* WORK TO BE COMPLETED: A faithful copy of all the data below, please; leave no line out.

==== MATERIAL SUPPLIED

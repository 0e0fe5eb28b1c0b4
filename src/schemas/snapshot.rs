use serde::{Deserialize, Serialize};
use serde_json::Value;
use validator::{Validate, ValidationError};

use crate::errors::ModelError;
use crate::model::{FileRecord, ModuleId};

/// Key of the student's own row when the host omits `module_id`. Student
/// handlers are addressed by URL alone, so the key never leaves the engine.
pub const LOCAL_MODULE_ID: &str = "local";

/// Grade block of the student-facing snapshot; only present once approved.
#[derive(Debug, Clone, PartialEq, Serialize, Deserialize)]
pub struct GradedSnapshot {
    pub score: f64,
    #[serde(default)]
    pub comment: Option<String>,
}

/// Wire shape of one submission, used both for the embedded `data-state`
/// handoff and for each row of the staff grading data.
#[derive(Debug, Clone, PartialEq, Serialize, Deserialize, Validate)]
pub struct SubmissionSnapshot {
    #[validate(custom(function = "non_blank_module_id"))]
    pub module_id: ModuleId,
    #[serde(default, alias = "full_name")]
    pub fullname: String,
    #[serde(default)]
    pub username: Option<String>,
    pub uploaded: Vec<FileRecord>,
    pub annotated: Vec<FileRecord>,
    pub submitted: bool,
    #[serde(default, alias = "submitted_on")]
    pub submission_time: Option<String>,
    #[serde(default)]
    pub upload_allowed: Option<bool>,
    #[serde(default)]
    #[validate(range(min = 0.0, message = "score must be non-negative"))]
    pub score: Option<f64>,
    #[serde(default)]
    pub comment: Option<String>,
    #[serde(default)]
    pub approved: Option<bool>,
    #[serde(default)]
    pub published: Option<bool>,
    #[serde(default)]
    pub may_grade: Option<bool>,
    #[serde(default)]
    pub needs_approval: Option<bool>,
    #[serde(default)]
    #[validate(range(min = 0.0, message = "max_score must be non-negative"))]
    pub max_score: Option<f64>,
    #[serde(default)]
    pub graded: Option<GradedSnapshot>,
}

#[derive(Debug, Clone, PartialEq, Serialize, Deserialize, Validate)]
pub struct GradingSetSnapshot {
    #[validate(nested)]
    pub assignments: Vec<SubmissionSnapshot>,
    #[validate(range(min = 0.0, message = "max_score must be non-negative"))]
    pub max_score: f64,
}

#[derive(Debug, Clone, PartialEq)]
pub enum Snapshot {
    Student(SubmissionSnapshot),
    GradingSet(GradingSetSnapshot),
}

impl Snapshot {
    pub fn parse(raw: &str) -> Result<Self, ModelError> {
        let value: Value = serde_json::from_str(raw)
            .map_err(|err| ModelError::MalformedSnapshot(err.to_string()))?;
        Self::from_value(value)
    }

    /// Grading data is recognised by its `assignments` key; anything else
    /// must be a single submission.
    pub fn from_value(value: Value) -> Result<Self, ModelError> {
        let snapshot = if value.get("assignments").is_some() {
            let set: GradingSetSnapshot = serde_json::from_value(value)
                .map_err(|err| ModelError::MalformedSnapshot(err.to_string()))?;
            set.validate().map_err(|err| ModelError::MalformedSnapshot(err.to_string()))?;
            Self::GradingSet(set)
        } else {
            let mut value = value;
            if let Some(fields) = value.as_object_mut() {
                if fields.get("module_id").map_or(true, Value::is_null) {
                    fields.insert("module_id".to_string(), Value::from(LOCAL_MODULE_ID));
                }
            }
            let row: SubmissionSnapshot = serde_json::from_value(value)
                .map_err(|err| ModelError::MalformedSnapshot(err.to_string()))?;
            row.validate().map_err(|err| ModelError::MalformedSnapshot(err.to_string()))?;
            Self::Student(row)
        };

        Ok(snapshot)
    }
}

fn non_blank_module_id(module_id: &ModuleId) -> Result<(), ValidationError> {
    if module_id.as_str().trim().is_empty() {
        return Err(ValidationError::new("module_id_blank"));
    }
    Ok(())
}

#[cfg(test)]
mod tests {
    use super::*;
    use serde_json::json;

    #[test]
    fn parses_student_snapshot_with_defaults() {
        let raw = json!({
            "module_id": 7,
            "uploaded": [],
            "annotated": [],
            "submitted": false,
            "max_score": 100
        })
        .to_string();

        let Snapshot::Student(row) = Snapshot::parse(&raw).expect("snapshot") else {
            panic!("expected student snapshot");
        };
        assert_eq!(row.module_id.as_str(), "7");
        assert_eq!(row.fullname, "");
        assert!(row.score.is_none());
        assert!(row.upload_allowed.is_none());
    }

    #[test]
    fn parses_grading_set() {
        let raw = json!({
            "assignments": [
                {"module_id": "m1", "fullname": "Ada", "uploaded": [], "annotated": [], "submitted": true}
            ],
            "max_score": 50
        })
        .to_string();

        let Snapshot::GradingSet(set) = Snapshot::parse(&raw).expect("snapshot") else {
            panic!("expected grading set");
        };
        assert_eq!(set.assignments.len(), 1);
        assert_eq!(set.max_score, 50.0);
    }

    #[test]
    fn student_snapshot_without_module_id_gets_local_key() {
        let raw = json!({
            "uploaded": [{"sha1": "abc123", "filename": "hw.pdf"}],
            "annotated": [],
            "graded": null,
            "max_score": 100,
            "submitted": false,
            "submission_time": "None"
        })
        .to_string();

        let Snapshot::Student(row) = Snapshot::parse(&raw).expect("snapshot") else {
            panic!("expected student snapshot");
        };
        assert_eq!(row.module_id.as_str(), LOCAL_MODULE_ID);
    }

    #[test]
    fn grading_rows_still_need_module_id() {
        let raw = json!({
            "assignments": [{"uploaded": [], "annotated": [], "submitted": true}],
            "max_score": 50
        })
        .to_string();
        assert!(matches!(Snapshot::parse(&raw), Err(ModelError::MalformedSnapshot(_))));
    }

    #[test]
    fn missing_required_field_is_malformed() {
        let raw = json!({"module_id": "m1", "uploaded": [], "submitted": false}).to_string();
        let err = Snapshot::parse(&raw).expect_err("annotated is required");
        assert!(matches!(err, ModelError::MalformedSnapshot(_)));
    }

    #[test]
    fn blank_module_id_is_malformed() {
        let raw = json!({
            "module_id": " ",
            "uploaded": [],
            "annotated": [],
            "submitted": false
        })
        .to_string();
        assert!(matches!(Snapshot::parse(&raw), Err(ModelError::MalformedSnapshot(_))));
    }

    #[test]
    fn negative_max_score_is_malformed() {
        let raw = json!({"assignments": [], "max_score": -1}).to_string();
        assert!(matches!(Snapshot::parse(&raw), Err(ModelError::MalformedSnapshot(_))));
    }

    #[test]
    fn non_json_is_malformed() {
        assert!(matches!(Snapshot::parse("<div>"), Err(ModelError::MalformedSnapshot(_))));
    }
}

========

* WRITTEN REPLY:
repository 0e0fe5eb28b1c0b4
filename src/schemas/snapshot.rs
use serde::{Deserialize, Serialize};
use serde_json::Value;
use validator::{Validate, ValidationError};

use crate::errors::ModelError;
use crate::model::{FileRecord, ModuleId};

/// Key of the student's own row when the host omits `module_id`. Student
/// handlers are addressed by URL alone, so the key never leaves the engine.
pub const LOCAL_MODULE_ID: &str = "local";

/// Grade block of the student-facing snapshot; only present once approved.
#[derive(Debug, Clone, PartialEq, Serialize, Deserialize)]
pub struct GradedSnapshot {
    pub score: f64,
    #[serde(default)]
    pub comment: Option<String>,
}

/// Wire shape of one submission, used both for the embedded `data-state`
/// handoff and for each row of the staff grading data.
#[derive(Debug, Clone, PartialEq, Serialize, Deserialize, Validate)]
pub struct SubmissionSnapshot {
    #[validate(custom(function = "non_blank_module_id"))]
    pub module_id: ModuleId,
    #[serde(default, alias = "full_name")]
    pub fullname: String,
    #[serde(default)]
    pub username: Option<String>,
    pub uploaded: Vec<FileRecord>,
    pub annotated: Vec<FileRecord>,
    pub submitted: bool,
    #[serde(default, alias = "submitted_on")]
    pub submission_time: Option<String>,
    #[serde(default)]
    pub upload_allowed: Option<bool>,
    #[serde(default)]
    #[validate(range(min = 0.0, message = "score must be non-negative"))]
    pub score: Option<f64>,
    #[serde(default)]
    pub comment: Option<String>,
    #[serde(default)]
    pub approved: Option<bool>,
    #[serde(default)]
    pub published: Option<bool>,
    #[serde(default)]
    pub may_grade: Option<bool>,
    #[serde(default)]
    pub needs_approval: Option<bool>,
    #[serde(default)]
    #[validate(range(min = 0.0, message = "max_score must be non-negative"))]
    pub max_score: Option<f64>,
    #[serde(default)]
    pub graded: Option<GradedSnapshot>,
}

#[derive(Debug, Clone, PartialEq, Serialize, Deserialize, Validate)]
pub struct GradingSetSnapshot {
    #[validate(nested)]
    pub assignments: Vec<SubmissionSnapshot>,
    #[validate(range(min = 0.0, message = "max_score must be non-negative"))]
    pub max_score: f64,
}

#[derive(Debug, Clone, PartialEq)]
pub enum Snapshot {
    Student(SubmissionSnapshot),
    GradingSet(GradingSetSnapshot),
}

impl Snapshot {
    pub fn parse(raw: &str) -> Result<Self, ModelError> {
        let value: Value = serde_json::from_str(raw)
            .map_err(|err| ModelError::MalformedSnapshot(err.to_string()))?;
        Self::from_value(value)
    }

    /// Grading data is recognised by its `assignments` key; anything else
    /// must be a single submission.
    pub fn from_value(value: Value) -> Result<Self, ModelError> {
        let snapshot = if value.get("assignments").is_some() {
            let set: GradingSetSnapshot = serde_json::from_value(value)
                .map_err(|err| ModelError::MalformedSnapshot(err.to_string()))?;
            set.validate().map_err(|err| ModelError::MalformedSnapshot(err.to_string()))?;
            Self::GradingSet(set)
        } else {
            let mut value = value;
            if let Some(fields) = value.as_object_mut() {
                if fields.get("module_id").map_or(true, Value::is_null) {
                    fields.insert("module_id".to_string(), Value::from(LOCAL_MODULE_ID));
                }
            }
            let row: SubmissionSnapshot = serde_json::from_value(value)
                .map_err(|err| ModelError::MalformedSnapshot(err.to_string()))?;
            row.validate().map_err(|err| ModelError::MalformedSnapshot(err.to_string()))?;
            Self::Student(row)
        };

        Ok(snapshot)
    }
}

fn non_blank_module_id(module_id: &ModuleId) -> Result<(), ValidationError> {
    if module_id.as_str().trim().is_empty() {
        return Err(ValidationError::new("module_id_blank"));
    }
    Ok(())
}

#[cfg(test)]
mod tests {
    use super::*;
    use serde_json::json;

    #[test]
    fn parses_student_snapshot_with_defaults() {
        let raw = json!({
            "module_id": 7,
            "uploaded": [],
            "annotated": [],
            "submitted": false,
            "max_score": 100
        })
        .to_string();

        let Snapshot::Student(row) = Snapshot::parse(&raw).expect("snapshot") else {
            panic!("expected student snapshot");
        };
        assert_eq!(row.module_id.as_str(), "7");
        assert_eq!(row.fullname, "");
        assert!(row.score.is_none());
        assert!(row.upload_allowed.is_none());
    }

    #[test]
    fn parses_grading_set() {
        let raw = json!({
            "assignments": [
                {"module_id": "m1", "fullname": "Ada", "uploaded": [], "annotated": [], "submitted": true}
            ],
            "max_score": 50
        })
        .to_string();

        let Snapshot::GradingSet(set) = Snapshot::parse(&raw).expect("snapshot") else {
            panic!("expected grading set");
        };
        assert_eq!(set.assignments.len(), 1);
        assert_eq!(set.max_score, 50.0);
    }

    #[test]
    fn student_snapshot_without_module_id_gets_local_key() {
        let raw = json!({
            "uploaded": [{"sha1": "abc123", "filename": "hw.pdf"}],
            "annotated": [],
            "graded": null,
            "max_score": 100,
            "submitted": false,
            "submission_time": "None"
        })
        .to_string();

        let Snapshot::Student(row) = Snapshot::parse(&raw).expect("snapshot") else {
            panic!("expected student snapshot");
        };
        assert_eq!(row.module_id.as_str(), LOCAL_MODULE_ID);
    }

    #[test]
    fn grading_rows_still_need_module_id() {
        let raw = json!({
            "assignments": [{"uploaded": [], "annotated": [], "submitted": true}],
            "max_score": 50
        })
        .to_string();
        assert!(matches!(Snapshot::parse(&raw), Err(ModelError::MalformedSnapshot(_))));
    }

    #[test]
    fn missing_required_field_is_malformed() {
        let raw = json!({"module_id": "m1", "uploaded": [], "submitted": false}).to_string();
        let err = Snapshot::parse(&raw).expect_err("annotated is required");
        assert!(matches!(err, ModelError::MalformedSnapshot(_)));
    }

    #[test]
    fn blank_module_id_is_malformed() {
        let raw = json!({
            "module_id": " ",
            "uploaded": [],
            "annotated": [],
            "submitted": false
        })
        .to_string();
        assert!(matches!(Snapshot::parse(&raw), Err(ModelError::MalformedSnapshot(_))));
    }

    #[test]
    fn negative_max_score_is_malformed() {
        let raw = json!({"assignments": [], "max_score": -1}).to_string();
        assert!(matches!(Snapshot::parse(&raw), Err(ModelError::MalformedSnapshot(_))));
    }

    #[test]
    fn non_json_is_malformed() {
        assert!(matches!(Snapshot::parse("<div>"), Err(ModelError::MalformedSnapshot(_))));
    }
}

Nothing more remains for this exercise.